В то время Коктебель -- небольшая деревушка на восточном побережье Крыма, мало кому известная. У моря стоит лишь одно, более или менее, выдающееся строение – дом художника Волошина (тогда и он-то не был особенно известен). Место сразу завораживает всех нас какой-то утонченной дикостью, сказочными бухтами, сердоликами, кристально чистой водой. Особенно магически действует профиль Карадага, потухшего вулкана.
Отец плавает как бог. Часто далеко уплывает, заставляя волноваться маму на берегу; потом она его отчитывает. В послеполуденное время читает или пишет. Однажды в Коктебеле он рассказал нам историю падения Карфагена. Я помню, был потрясен его рассказом о том, как люди, умирая от жажды, пили мочу во время осады. Возможно, осада Карфагена, в каком-то смысле, напоминала ему о тяжелых блокадных днях Ленинграда.
Мы не раз еще возвратимся в Коктебель. И каждый раз это место будет притягивать нас все сильней и сильней.

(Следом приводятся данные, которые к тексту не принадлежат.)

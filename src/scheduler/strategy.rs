//! Placement strategies.
//!
//! A strategy is a pure, deterministic choice over the eligible runners.
//! It never mutates the registry or the request.

use std::cmp::Reverse;
use std::fmt;
use std::str::FromStr;

use serde::{Deserialize, Serialize};

use super::request::InferenceRequest;
use crate::registry::Candidate;

/// Chooses a runner for a request from the eligible set.
pub trait PlacementStrategy: Send + Sync {
    fn name(&self) -> &'static str;

    /// Pick one of `eligible`, or `None`. Must return the same runner for the
    /// same input on every call.
    fn choose<'a>(&self, eligible: &'a [Candidate], request: &InferenceRequest) -> Option<&'a Candidate>;
}

/// Fewest active slots first, then a runner with the model already warm,
/// then the earliest registered runner.
#[derive(Debug, Clone, Copy, Default)]
pub struct MaxSpread;

impl PlacementStrategy for MaxSpread {
    fn name(&self) -> &'static str {
        "max_spread"
    }

    fn choose<'a>(&self, eligible: &'a [Candidate], _request: &InferenceRequest) -> Option<&'a Candidate> {
        eligible.iter().min_by_key(|c| (c.active_slots, !c.warm, c.registered_seq))
    }
}

/// Most allocated runner that still fits the request, so idle runners can
/// scale to zero. Ties go to more active slots, then a warm model, then
/// earliest registration.
#[derive(Debug, Clone, Copy, Default)]
pub struct BinPack;

impl PlacementStrategy for BinPack {
    fn name(&self) -> &'static str {
        "bin_pack"
    }

    fn choose<'a>(&self, eligible: &'a [Candidate], _request: &InferenceRequest) -> Option<&'a Candidate> {
        eligible
            .iter()
            .max_by_key(|c| (c.allocated_memory, c.active_slots, c.warm, Reverse(c.registered_seq)))
    }
}

/// Strategy selector from configuration.
#[derive(Debug, Clone, Copy, Default, PartialEq, Eq, Serialize, Deserialize)]
#[serde(rename_all = "snake_case")]
pub enum SchedulingStrategy {
    #[default]
    MaxSpread,
    BinPack,
}

impl SchedulingStrategy {
    pub fn build(self) -> Box<dyn PlacementStrategy> {
        match self {
            Self::MaxSpread => Box::new(MaxSpread),
            Self::BinPack => Box::new(BinPack),
        }
    }
}

impl FromStr for SchedulingStrategy {
    type Err = String;

    fn from_str(s: &str) -> Result<Self, Self::Err> {
        match s {
            "max_spread" => Ok(Self::MaxSpread),
            "bin_pack" | "binpack" => Ok(Self::BinPack),
            other => Err(format!("unknown scheduling strategy: {other}")),
        }
    }
}

impl fmt::Display for SchedulingStrategy {
    fn fmt(&self, f: &mut fmt::Formatter<'_>) -> fmt::Result {
        match self {
            Self::MaxSpread => write!(f, "max_spread"),
            Self::BinPack => write!(f, "bin_pack"),
        }
    }
}

#[cfg(test)]
mod tests {
    use super::*;
    use crate::protocol::ChatCompletionRequest;

    fn candidate(id: &str, seq: u64, active: usize, allocated: u64) -> Candidate {
        Candidate {
            runner_id: id.into(),
            registered_seq: seq,
            active_slots: active,
            allocated_memory: allocated,
            free_memory: 100 - allocated,
            total_memory: 100,
            warm: false,
        }
    }

    fn request() -> InferenceRequest {
        InferenceRequest::new("o", ChatCompletionRequest::default(), 1)
    }

    #[test]
    fn max_spread_prefers_least_loaded() {
        let eligible = vec![candidate("r2", 0, 3, 30), candidate("r1", 1, 0, 0)];
        let chosen = MaxSpread.choose(&eligible, &request()).unwrap();
        assert_eq!(chosen.runner_id, "r1");
    }

    #[test]
    fn max_spread_ties_go_to_earliest_registration() {
        let eligible = vec![candidate("late", 5, 1, 10), candidate("early", 2, 1, 10)];
        for _ in 0..10 {
            assert_eq!(MaxSpread.choose(&eligible, &request()).unwrap().runner_id, "early");
        }
    }

    #[test]
    fn max_spread_prefers_warm_runner_at_equal_load() {
        let cold = candidate("cold", 0, 0, 0);
        let warm = Candidate { warm: true, ..candidate("warm", 1, 0, 0) };
        let eligible = vec![cold, warm];
        assert_eq!(MaxSpread.choose(&eligible, &request()).unwrap().runner_id, "warm");

        // Load still comes first.
        let busy_warm = Candidate { warm: true, ..candidate("busy", 1, 2, 20) };
        let eligible = vec![candidate("idle", 0, 0, 0), busy_warm];
        assert_eq!(MaxSpread.choose(&eligible, &request()).unwrap().runner_id, "idle");
    }

    #[test]
    fn bin_pack_breaks_ties_toward_warm_runner() {
        let warm = Candidate { warm: true, ..candidate("warm", 1, 1, 10) };
        let eligible = vec![candidate("cold", 0, 1, 10), warm];
        assert_eq!(BinPack.choose(&eligible, &request()).unwrap().runner_id, "warm");
    }

    #[test]
    fn bin_pack_prefers_most_allocated() {
        let eligible = vec![candidate("idle", 0, 0, 0), candidate("busy", 1, 2, 60)];
        assert_eq!(BinPack.choose(&eligible, &request()).unwrap().runner_id, "busy");
    }

    #[test]
    fn empty_set_chooses_none() {
        assert!(MaxSpread.choose(&[], &request()).is_none());
        assert!(BinPack.choose(&[], &request()).is_none());
    }

    #[test]
    fn selector_parses_config_names() {
        assert_eq!("max_spread".parse::<SchedulingStrategy>(), Ok(SchedulingStrategy::MaxSpread));
        assert_eq!("bin_pack".parse::<SchedulingStrategy>(), Ok(SchedulingStrategy::BinPack));
        assert!("random".parse::<SchedulingStrategy>().is_err());
        assert_eq!(SchedulingStrategy::BinPack.build().name(), "bin_pack");
    }
}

Сама поездка в Коктебель для меня становится чем-то очень значительным. Словно мы едем не просто отдыхать, а совершаем паломничество. Едем чуть более суток. Выезжаем рано-рано утром, чтобы приехать днем на следующий день. Пересекаем почти весь юг Украины. Едем не спеша, останавливаемся в самых живописных местах. (Нет лучшего способа узнать и полюбить страну, чем вот так путешествовать!) К вечеру выбираем подходящее место для стоянки. Если прохладно или намечается дождь, ставим палатки. В теплую погоду обязательно ищем большую копну сена. На ней расстилаем огромный брезент и укладываемся всей компанией, укрывшись одеялами. Запах сена, звездное небо над головой, радостное ожидание встречи с морем сладко смешиваются в моей душе -- и я счастливо засыпаю.

Ранним утром продолжаем путь, вот уже и Крымский перешеек, чайки, соленые озера. Море должно быть совсем близко. Но дорога уходит вглубь полуострова и начинает петлять. Появляются небольшие горы, покрытые южной растительностью. При подъезде к Феодосии, пейзаж опять скучнеет: степь да невысокие крымские курганы. Торжественный профиль коктебельских гор появляется внезапно, словно по волшебству. Мы все прилипаем к окнам машины, ожидая поскорее увидеть родные места. Ну, вот, наконец, и любимый залив, и Карадаг, и море.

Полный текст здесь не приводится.